(What the task requires)
The answer should be each line from the entries below that has the word "GlazResult" in it.

(Dataset extract)
********

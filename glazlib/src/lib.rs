//! Control GlazLib spectrometers from Rust.
//!
//! GlazLib is a closed-source dynamic library that does all of the talking to the hardware.
//! This crate loads it (see [`glazlib_sys`]), keeps track of the one session it supports, and
//! turns its status codes and caller-allocated buffers into [`GlazResult`]s and owned data.
//!
//! The main access point is [`GlazSession`], via [`GlazSession::open`].
//!
//! ```no_run
//! use glazlib::{GlazSession, SessionSource};
//!
//! # fn main() -> glazlib::GlazResult<()> {
//! let session = GlazSession::open(SessionSource::default())?;
//! session.set_scan_count(10)?;
//! session.run_measurement()?;
//! let scans = session.all_scans(0)?;
//! println!("{:?}", scans.shape());
//! # Ok(())
//! # }
//! ```
//!
//! All calls into the library are serialised on one lock, and a blocking
//! [`GlazSession::run_measurement`] holds it until the hardware is done. Async callers should
//! run it on a blocking-friendly thread, or use [`GlazSession::start_measurement`] and poll.
pub mod config;
pub mod constants;
pub(crate) mod data;
pub(crate) mod error;
pub(crate) mod marshal;
pub mod settings;
pub(crate) mod wrap;

#[cfg(test)]
pub(crate) mod simulated;

pub use crate::data::{ComplexSeries, ScanMatrix};
pub use crate::error::{GlazError, GlazResult, NativeFailure, Status};
pub use crate::wrap::{
    GlazLibrary, GlazSession, SessionSource, SessionState, UsbParameters, Version,
};
pub use crate::constants::{
    AdcGain, Averaging, DeviceType, IntegrationMode, OutputMode, OutputPolarity, Resolution,
    ScanClockSpeed, TestMode, TriggerMode, UnknownVariant,
};
pub use crate::settings::{AcquisitionSettings, Parameter, Setting, WavelengthRange};
pub use glazlib_sys::{LoadError, get_library, set_library_dir};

********

(Answer box)
//! turns its status codes and caller-allocated buffers into [`GlazResult`]s and owned data.
//! # fn main() -> glazlib::GlazResult<()> {
pub use crate::error::{GlazError, GlazResult, NativeFailure, Status};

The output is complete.